Credo di aver rinunciato a molto, quasi tutto, nei termini più personali. Non sono una persona che cerca di guardarsi molto indietro, anche perché ho sempre messo al primo posto il mio benessere in questo gioco e non solo.
Se in Napoli 51, l'idea dello spazio era uno dei messaggi più visibili del tuo album d'esordio, quale sarà uno slogan del tuo prossimo album?
Riscatto sociale. Sto facendo tutto questo per il popolo, soprattutto per chi non ha voce. Dovrebbe essere il compito di noi musicisti, rappresentare una porzione della realtà del posto in cui viviamo. Nel nuovo progetto ho fatto una ricerca culturale e musicale che si lega molto alla mia terra e ne condivide il messaggio di rivalsa.

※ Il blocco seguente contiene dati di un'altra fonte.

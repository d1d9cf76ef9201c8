use assert_matches::assert_matches;
use chrono::{DateTime, Duration, NaiveDate, NaiveTime, TimeZone, Utc};
use uuid::Uuid;

use appointment_cell::models::{
    Appointment, AppointmentError, AppointmentStatus, AppointmentType, CompleteAppointmentRequest,
};
use appointment_cell::services::lifecycle::AppointmentLifecycleService;
use shared_config::SchedulingConfig;
use shared_utils::test_utils::TestUser;

fn now() -> DateTime<Utc> {
    Utc.with_ymd_and_hms(2030, 1, 7, 9, 0, 0).unwrap()
}

fn appointment_on(
    date: NaiveDate,
    start: NaiveTime,
    status: AppointmentStatus,
    physiotherapist_id: Uuid,
) -> Appointment {
    Appointment {
        id: Uuid::new_v4(),
        patient_id: Uuid::new_v4(),
        physiotherapist_id,
        date,
        start_time: start,
        end_time: start + Duration::hours(1),
        status,
        appointment_type: AppointmentType::Therapy,
        reason: "Knee rehabilitation".to_string(),
        symptoms: None,
        notes: None,
        treatment_plan: None,
        prescription: None,
        cancelled_by: None,
        cancellation_reason: None,
        created_at: now(),
        updated_at: now(),
    }
}

fn in_days(days: i64, status: AppointmentStatus) -> Appointment {
    let date = now().date_naive() + Duration::days(days);
    appointment_on(date, NaiveTime::from_hms_opt(10, 0, 0).unwrap(), status, Uuid::new_v4())
}

fn service() -> AppointmentLifecycleService {
    AppointmentLifecycleService::new(&SchedulingConfig::default())
}

#[test]
fn test_confirm_only_from_scheduled() {
    let service = service();

    let change = service.confirm(&in_days(3, AppointmentStatus::Scheduled)).unwrap();
    assert_eq!(change.status, AppointmentStatus::Confirmed);

    for status in [
        AppointmentStatus::Confirmed,
        AppointmentStatus::Completed,
        AppointmentStatus::Cancelled,
    ] {
        assert_matches!(
            service.confirm(&in_days(3, status)),
            Err(AppointmentError::InvalidStateTransition { action: "confirm", .. })
        );
    }
}

#[test]
fn test_complete_by_assigned_physiotherapist_records_outcome() {
    let service = service();
    let physio = TestUser::physiotherapist("physio@example.com");
    let mut appointment = in_days(0, AppointmentStatus::Confirmed);
    appointment.physiotherapist_id = physio.uuid();

    let outcome = CompleteAppointmentRequest {
        notes: Some("Good range of motion".to_string()),
        treatment_plan: Some("Continue quad sets".to_string()),
        prescription: None,
    };

    let change = service.complete(&appointment, &physio.to_user(), outcome).unwrap();

    assert_eq!(change.status, AppointmentStatus::Completed);
    assert_eq!(change.notes.as_deref(), Some("Good range of motion"));
    assert_eq!(change.treatment_plan.as_deref(), Some("Continue quad sets"));
    assert!(change.prescription.is_none());

    let body = serde_json::to_value(&change).unwrap();
    assert!(body.get("prescription").is_none());
    assert!(body.get("cancelled_by").is_none());
}

#[test]
fn test_complete_from_scheduled_is_allowed() {
    let service = service();
    let physio = TestUser::physiotherapist("physio@example.com");
    let mut appointment = in_days(0, AppointmentStatus::Scheduled);
    appointment.physiotherapist_id = physio.uuid();

    assert!(service
        .complete(&appointment, &physio.to_user(), CompleteAppointmentRequest::default())
        .is_ok());
}

#[test]
fn test_complete_by_other_actor_is_denied() {
    let service = service();
    let appointment = in_days(0, AppointmentStatus::Confirmed);

    let other_physio = TestUser::physiotherapist("other@example.com").to_user();
    let patient = TestUser::patient("patient@example.com").to_user();

    assert_matches!(
        service.complete(&appointment, &other_physio, CompleteAppointmentRequest::default()),
        Err(AppointmentError::PermissionDenied(_))
    );
    assert_matches!(
        service.complete(&appointment, &patient, CompleteAppointmentRequest::default()),
        Err(AppointmentError::PermissionDenied(_))
    );

    let admin = TestUser::admin("staff@example.com").to_user();
    assert!(service
        .complete(&appointment, &admin, CompleteAppointmentRequest::default())
        .is_ok());
}

#[test]
fn test_complete_from_terminal_state_fails() {
    let service = service();
    let admin = TestUser::admin("staff@example.com").to_user();

    for status in [AppointmentStatus::Completed, AppointmentStatus::Cancelled] {
        assert_matches!(
            service.complete(&in_days(0, status), &admin, CompleteAppointmentRequest::default()),
            Err(AppointmentError::InvalidStateTransition { action: "complete", .. })
        );
    }
}

#[test]
fn test_cancel_records_actor_and_reason() {
    let service = service();
    let patient = TestUser::patient("patient@example.com");

    let change = service
        .cancel(
            &in_days(3, AppointmentStatus::Scheduled),
            &patient.to_user(),
            Some("Feeling better".to_string()),
            now(),
        )
        .unwrap();

    assert_eq!(change.status, AppointmentStatus::Cancelled);
    assert_eq!(change.cancelled_by, Some(patient.uuid()));
    assert_eq!(change.cancellation_reason.as_deref(), Some("Feeling better"));
}

#[test]
fn test_cancel_from_completed_always_fails() {
    let service = service();
    let admin = TestUser::admin("staff@example.com").to_user();

    for days in [0, 3, 30] {
        assert_matches!(
            service.cancel(&in_days(days, AppointmentStatus::Completed), &admin, None, now()),
            Err(AppointmentError::NotCancellable(_))
        );
    }
    assert_matches!(
        service.cancel(&in_days(3, AppointmentStatus::Cancelled), &admin, None, now()),
        Err(AppointmentError::NotCancellable(_))
    );
}

#[test]
fn test_cancel_requires_lead_time() {
    let service = service();
    let admin = TestUser::admin("staff@example.com").to_user();
    let date = now().date_naive();

    // Starts exactly 24h from now: not strictly later, so not cancellable.
    let tomorrow_same_time = appointment_on(
        date + Duration::days(1),
        NaiveTime::from_hms_opt(9, 0, 0).unwrap(),
        AppointmentStatus::Confirmed,
        Uuid::new_v4(),
    );
    assert!(!service.can_be_cancelled(&tomorrow_same_time, now()));
    assert_matches!(
        service.cancel(&tomorrow_same_time, &admin, None, now()),
        Err(AppointmentError::NotCancellable(_))
    );

    let one_minute_later = appointment_on(
        date + Duration::days(1),
        NaiveTime::from_hms_opt(9, 1, 0).unwrap(),
        AppointmentStatus::Confirmed,
        Uuid::new_v4(),
    );
    assert!(service.can_be_cancelled(&one_minute_later, now()));
}

#[test]
fn test_cancellation_lead_is_configurable() {
    let rules = SchedulingConfig {
        cancellation_lead_hours: 2,
        ..SchedulingConfig::default()
    };
    let service = AppointmentLifecycleService::new(&rules);

    let later_today = appointment_on(
        now().date_naive(),
        NaiveTime::from_hms_opt(12, 0, 0).unwrap(),
        AppointmentStatus::Scheduled,
        Uuid::new_v4(),
    );
    assert!(service.can_be_cancelled(&later_today, now()));
}

#[test]
fn test_guards_follow_transition_table() {
    let service = service();
    let physio = TestUser::physiotherapist("physio@example.com");

    for status in [
        AppointmentStatus::Scheduled,
        AppointmentStatus::Confirmed,
        AppointmentStatus::Completed,
        AppointmentStatus::Cancelled,
    ] {
        let appointment = appointment_on(
            now().date_naive() + Duration::days(5),
            NaiveTime::from_hms_opt(10, 0, 0).unwrap(),
            status,
            physio.uuid(),
        );

        assert_eq!(
            service.confirm(&appointment).is_ok(),
            status.can_transition_to(AppointmentStatus::Confirmed),
            "confirm from {}",
            status
        );
        assert_eq!(
            service
                .complete(&appointment, &physio.to_user(), CompleteAppointmentRequest::default())
                .is_ok(),
            status.can_transition_to(AppointmentStatus::Completed),
            "complete from {}",
            status
        );
        assert_eq!(
            service.cancel(&appointment, &physio.to_user(), None, now()).is_ok(),
            status.can_transition_to(AppointmentStatus::Cancelled),
            "cancel from {}",
            status
        );
    }
}

#[test]
fn test_huge_cancellation_lead_refuses_instead_of_overflowing() {
    let rules = SchedulingConfig {
        cancellation_lead_hours: 10_000_000_000,
        ..SchedulingConfig::default()
    };
    let service = AppointmentLifecycleService::new(&rules);
    let appointment = in_days(30, AppointmentStatus::Scheduled);

    assert!(!service.can_be_cancelled(&appointment, now()));
    assert_matches!(
        service.cancel(&appointment, &TestUser::patient("p@example.com").to_user(), None, now()),
        Err(AppointmentError::NotCancellable(_))
    );
}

Si affronterà un'auto-consapevolezza maggiore?
Avevo bisogno di esprimere molti più messaggi rispetto all'album d'esordio, era uno step che in Area 51 non sono riuscito a fare e sentivo il bisogno di raccontare anche me stesso. Avevo bisogno di scoprirmi, soprattutto per scoprire alcune parti di me in cui i più giovani possono rivedersi. Voglio raccontare che esistono più modelli a cui legarsi, non solo musicalmente.
Senti la responsabilità della musica che stai producendo?
Tanto e sono fiero di averla, anche perché mi stimola a fare di più: sapere che c'è qualcuno che ti ascolta e ti segue ti pone in una situazione sempre fuori dalla tua comfort zone.
E invece sulla responsabilità della musica nell'educazione dei più giovani?
Non credo che la musica debba educare i più giovani: può sicuramente presentare modelli e ispirare le persone. Ma la responsabilità educativa non dovrebbe riflettere sulla musica.
Un messaggio chiaro come quello di Kendrick Lamar in Count Me Out.
Credo sia uno dei progetti più interessanti degli ultimi anni.
Ritornando alla mentalità del popolo, della città, hai affrontato in maniera diversa il momento di grande esaltazione nella vittoria del terzo scudetto del Napoli: sei tra i pochi a non aver pubblicato contenuti musicali che avessero quello sfondo di significato. Perché?
Personalmente, ho voluto festeggiare il momento come lo festeggiarono i nostri genitori negli anni '80: lontano dai social e insieme al pubblico in festa. Dall'altro lato, non volevo collegare una mia passione, il tifo, alla musica: c'è stata una bolla in cui in molti hanno pubblicato canzoni e non volevo iscrivermi alla lista.
Si troverà qualche traccia dello scudetto nell'album?
Assolutamente si, diciamo che me la sono conservata per un momento più importante per me.